▶ _WHAT THE TASK ASKS_:
Lines with "InteractionKind" in the entries below: count them and reply with the number alone.

━━━━━━━━━━━━━━━━━━━━━━━━━━━━━━

//! Prompt assembly.
//!
//! Builds the ordered message list for one generation: a system message
//! (persona + current date/time + personalized context), the prior session
//! history, the transcript of the current request, and, for proactive
//! reminders, a synthetic nudge asking for tailored suggestions.
//!
//! The assembler is a pure function of its inputs; missing metadata or an
//! absent communications snapshot degrade to an empty context block, never
//! fabricated content.

use std::fmt::Write as _;

use chrono::{DateTime, Local, NaiveDateTime};

use super::{ChatMessage, Role};
use crate::backend::CommunicationsSnapshot;
use crate::session::{CallMetadata, InteractionKind, InteractionRequest, PromptContext, Utterance};

/// How many recent interactions/appointments the context block samples.
const SAMPLE_LIMIT: usize = 5;

/// Fixed persona instructions prefixed to every system message.
const PERSONA: &str = "\
You are a caring, highly skilled assistant to a top-performing real estate agent. \
You know their workflows and client relationships well and genuinely care about \
their wellbeing. Your goal is to boost their productivity and help close deals \
while making them feel heard and supported.

Guidelines:
- Keep responses natural, direct, and empathetic while remaining concise and conversational.
- Share one piece of information or ask one targeted question at a time.
- Ground suggestions in recent interactions and available data; if no context is \
available, say you're ready to listen rather than assuming details.
- Present information as flowing conversation; never read out bullet points or lists.
- Do not invent client or user information; only use the context provided.
- You cannot create a new lead yourself; you can only guide the user through the process.
- Never mention your internal tooling or system functionality.";

/// The synthetic user-role instruction appended for proactive reminders.
const REMINDER_NUDGE: &str =
    "(Provide tailored recommendations based on the agent's recent activity and pending follow-ups:)";

/// Build the full message list for one interaction request.
pub fn assemble_prompt(
    default_assistant: &str,
    context: &PromptContext,
    request: &InteractionRequest,
    now: DateTime<Local>,
) -> Vec<ChatMessage> {
    let personalized = context
        .metadata
        .as_ref()
        .map(|metadata| {
            personalized_context(default_assistant, metadata, context.snapshot.as_deref())
        })
        .unwrap_or_default();

    let system = format!(
        "{PERSONA}\n\nCurrent Date and Time: {}\n\nPersonalized Context:\n{personalized}",
        format_current_datetime(now)
    );

    let mut messages = Vec::with_capacity(2 + context.history.len() + request.transcript.len());
    messages.push(ChatMessage::system(system));
    messages.extend(context.history.iter().cloned());
    messages.extend(request.transcript.iter().map(utterance_to_message));

    if request.kind == InteractionKind::ReminderRequired {
        messages.push(ChatMessage::user(REMINDER_NUDGE));
    }

    messages
}

/// Human-readable current date and time, e.g.
/// "Thursday, August 06, 2026 at 02:15 PM".
pub fn format_current_datetime(now: DateTime<Local>) -> String {
    now.format("%A, %B %d, %Y at %I:%M %p").to_string()
}

/// Map one transcript utterance onto a chat message. The peer labels the
/// assistant's own lines with the "agent" role.
fn utterance_to_message(utterance: &Utterance) -> ChatMessage {
    let role = if utterance.role == "agent" {
        Role::Assistant
    } else {
        Role::User
    };
    ChatMessage {
        role,
        content: utterance.content.clone(),
        tool_calls: None,
        tool_call_id: None,
        name: None,
    }
}

/// The personalized context block: who the assistant is speaking with plus a
/// status overview derived from the communications snapshot.
fn personalized_context(
    default_assistant: &str,
    metadata: &CallMetadata,
    snapshot: Option<&CommunicationsSnapshot>,
) -> String {
    let assistant = metadata
        .bot_name
        .as_deref()
        .filter(|name| !name.is_empty())
        .unwrap_or(default_assistant);
    let user = metadata
        .user_name
        .as_deref()
        .filter(|name| !name.is_empty())
        .unwrap_or("an agent");
    let role = metadata.role.as_deref().unwrap_or("Agent");
    let additional = metadata.additional_info.as_deref().unwrap_or("");
    let status = snapshot.map(snapshot_overview).unwrap_or_default();

    format!(
        "You are {assistant}.\n\
         You're speaking with {user}.\n\
         Role: {role}\n\
         Additional Information: {additional}\n\n\
         Current Status:\n{status}\n\
         Instructions:\n\
         - Use this context to personalize your responses and make relevant suggestions\n\
         - Reference specific appointments and upcoming meetings when relevant\n\
         - Prioritize leads needing follow-up in your recommendations\n\
         - Consider the call success rate when suggesting communication methods\n\
         - Pay attention to the most active lead and recent interactions\n\
         - Remember the agent has access to full historical data through the dashboard"
    )
}

/// Render the snapshot metrics into the status overview fed to the model.
fn snapshot_overview(snapshot: &CommunicationsSnapshot) -> String {
    let metrics = &snapshot.metrics;
    let calls = &metrics.call_metrics;
    let leads = &metrics.lead_metrics;
    let appointments = &metrics.appointments;
    let actionable = &metrics.actionable_metrics;

    let mut out = String::new();
    let _ = writeln!(out, "Call Statistics:");
    let _ = writeln!(out, "- Total Calls: {}", calls.total_calls);
    let _ = writeln!(
        out,
        "- Successful Calls: {}",
        calls.calls_by_status.get("successful").copied().unwrap_or(0)
    );
    let _ = writeln!(
        out,
        "- Missed Calls: {}",
        calls.calls_by_status.get("missed").copied().unwrap_or(0)
    );
    let _ = writeln!(
        out,
        "- Average Call Duration: {} seconds",
        calls.average_duration
    );

    let _ = writeln!(out, "\nLead Overview:");
    let _ = writeln!(out, "Total Leads: {}", leads.total_leads);
    for status in ["new", "contacted", "qualified", "closed"] {
        let _ = writeln!(
            out,
            "- {}: {}",
            capitalize(status),
            leads.leads_by_status.get(status).copied().unwrap_or(0)
        );
    }
    if let Some(most_active) = &leads.most_active_lead {
        let _ = writeln!(
            out,
            "Most Active Lead: {} ({} interactions)",
            most_active.name.as_deref().unwrap_or("Unknown"),
            most_active.interaction_count
        );
    }

    let _ = writeln!(out, "\nRecent Interactions (last {SAMPLE_LIMIT}):");
    for interaction in leads.latest_interactions.iter().take(SAMPLE_LIMIT) {
        let _ = writeln!(
            out,
            "- {} ({}, {}): {}",
            interaction.lead_name.as_deref().unwrap_or("Unknown"),
            interaction.kind.as_deref().unwrap_or("Unknown interaction"),
            interaction.status.as_deref().unwrap_or("Unknown status"),
            interaction
                .details
                .get("message")
                .and_then(|m| m.as_str())
                .unwrap_or("No details available")
        );
    }

    let _ = writeln!(out, "\nRecent Appointments:");
    for appointment in appointments.recent_appointments.iter().take(SAMPLE_LIMIT) {
        let _ = writeln!(
            out,
            "- {}: {} ({})",
            appointment
                .appointment_time
                .as_deref()
                .map(format_appointment_time)
                .unwrap_or_else(|| "Unknown time".to_string()),
            appointment.status.as_deref().unwrap_or("Unknown status"),
            appointment
                .participant_details
                .get("name")
                .and_then(|n| n.as_str())
                .unwrap_or("Unknown participant")
        );
    }
    let _ = writeln!(
        out,
        "Upcoming Appointments: {}",
        appointments.upcoming_count
    );

    let _ = writeln!(out, "\nActionable Insights:");
    let _ = writeln!(
        out,
        "- New leads in last 30 days: {}",
        actionable.new_leads_last_30_days
    );
    let _ = writeln!(
        out,
        "- Successful calls rate: {}%",
        actionable.successful_calls_rate
    );
    let _ = writeln!(
        out,
        "- Average interactions per lead: {}",
        actionable.average_interactions_per_lead
    );
    let _ = writeln!(
        out,
        "- Leads needing follow-up: {}",
        actionable.leads_needing_followup
    );

    out
}

/// "August 06 at 02:15 PM" when the timestamp parses, the raw string otherwise.
fn format_appointment_time(raw: &str) -> String {
    NaiveDateTime::parse_from_str(raw, "%Y-%m-%dT%H:%M:%S")
        .map(|t| t.format("%B %d at %I:%M %p").to_string())
        .unwrap_or_else(|_| raw.to_string())
}

fn capitalize(word: &str) -> String {
    let mut chars = word.chars();
    match chars.next() {
        Some(first) => first.to_uppercase().collect::<String>() + chars.as_str(),
        None => String::new(),
    }
}

#[cfg(test)]
mod tests {
    use super::*;
    use crate::backend::{LeadInteraction, MostActiveLead};
    use std::sync::Arc;

    fn request(kind: InteractionKind, transcript: Vec<Utterance>) -> InteractionRequest {
        InteractionRequest {
            kind,
            response_id: 1,
            transcript,
        }
    }

    fn utterance(role: &str, content: &str) -> Utterance {
        Utterance {
            role: role.to_string(),
            content: content.to_string(),
        }
    }

    #[test]
    fn system_message_comes_first_and_carries_datetime() {
        let messages = assemble_prompt(
            "Ava",
            &PromptContext::default(),
            &request(InteractionKind::ResponseRequired, vec![]),
            Local::now(),
        );
        assert_eq!(messages[0].role, Role::System);
        assert!(messages[0].content.contains("Current Date and Time:"));
    }

    #[test]
    fn missing_metadata_leaves_context_block_empty() {
        let messages = assemble_prompt(
            "Ava",
            &PromptContext::default(),
            &request(InteractionKind::ResponseRequired, vec![]),
            Local::now(),
        );
        assert!(messages[0].content.ends_with("Personalized Context:\n"));
    }

    #[test]
    fn transcript_roles_are_mapped() {
        let context = PromptContext {
            history: vec![ChatMessage::assistant("Hello!")],
            ..Default::default()
        };
        let messages = assemble_prompt(
            "Ava",
            &context,
            &request(
                InteractionKind::ResponseRequired,
                vec![
                    utterance("agent", "How can I help?"),
                    utterance("user", "Find me parks"),
                ],
            ),
            Local::now(),
        );
        // system, history, two transcript turns
        assert_eq!(messages.len(), 4);
        assert_eq!(messages[1].content, "Hello!");
        assert_eq!(messages[2].role, Role::Assistant);
        assert_eq!(messages[3].role, Role::User);
    }

    #[test]
    fn reminder_appends_nudge_as_last_user_message() {
        let messages = assemble_prompt(
            "Ava",
            &PromptContext::default(),
            &request(InteractionKind::ReminderRequired, vec![]),
            Local::now(),
        );
        let last = messages.last().unwrap();
        assert_eq!(last.role, Role::User);
        assert!(last.content.contains("tailored recommendations"));
    }

    #[test]
    fn snapshot_metrics_reach_the_system_message() {
        let mut snapshot = CommunicationsSnapshot::default();
        snapshot.metrics.call_metrics.total_calls = 12;
        snapshot
            .metrics
            .call_metrics
            .calls_by_status
            .insert("successful".into(), 9);
        snapshot.metrics.lead_metrics.total_leads = 4;
        snapshot.metrics.lead_metrics.most_active_lead = Some(MostActiveLead {
            name: Some("Sam".into()),
            interaction_count: 7,
        });
        snapshot.metrics.actionable_metrics.leads_needing_followup = 3;

        let context = PromptContext {
            metadata: Some(CallMetadata {
                user_name: Some("Taylor".into()),
                ..Default::default()
            }),
            snapshot: Some(Arc::new(snapshot)),
            ..Default::default()
        };
        let messages = assemble_prompt(
            "Ava",
            &context,
            &request(InteractionKind::ResponseRequired, vec![]),
            Local::now(),
        );
        let system = &messages[0].content;
        assert!(system.contains("You're speaking with Taylor."));
        assert!(system.contains("Total Calls: 12"));
        assert!(system.contains("Most Active Lead: Sam (7 interactions)"));
        assert!(system.contains("Leads needing follow-up: 3"));
    }

    #[test]
    fn interaction_samples_are_bounded() {
        let mut snapshot = CommunicationsSnapshot::default();
        snapshot.metrics.lead_metrics.latest_interactions = (0..9)
            .map(|i| LeadInteraction {
                lead_name: Some(format!("Lead {i}")),
                ..Default::default()
            })
            .collect();

        let overview = snapshot_overview(&snapshot);
        assert!(overview.contains("Lead 4"));
        assert!(!overview.contains("Lead 5"));
    }

    #[test]
    fn appointment_time_formatting_degrades_gracefully() {
        assert_eq!(
            format_appointment_time("2026-08-06T14:15:00"),
            "August 06 at 02:15 PM"
        );
        assert_eq!(format_appointment_time("whenever"), "whenever");
    }
}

━━━━━━━━━━━━━━━━━━━━━━━━━━━━━━

▶ _YOUR SOLUTION_:
8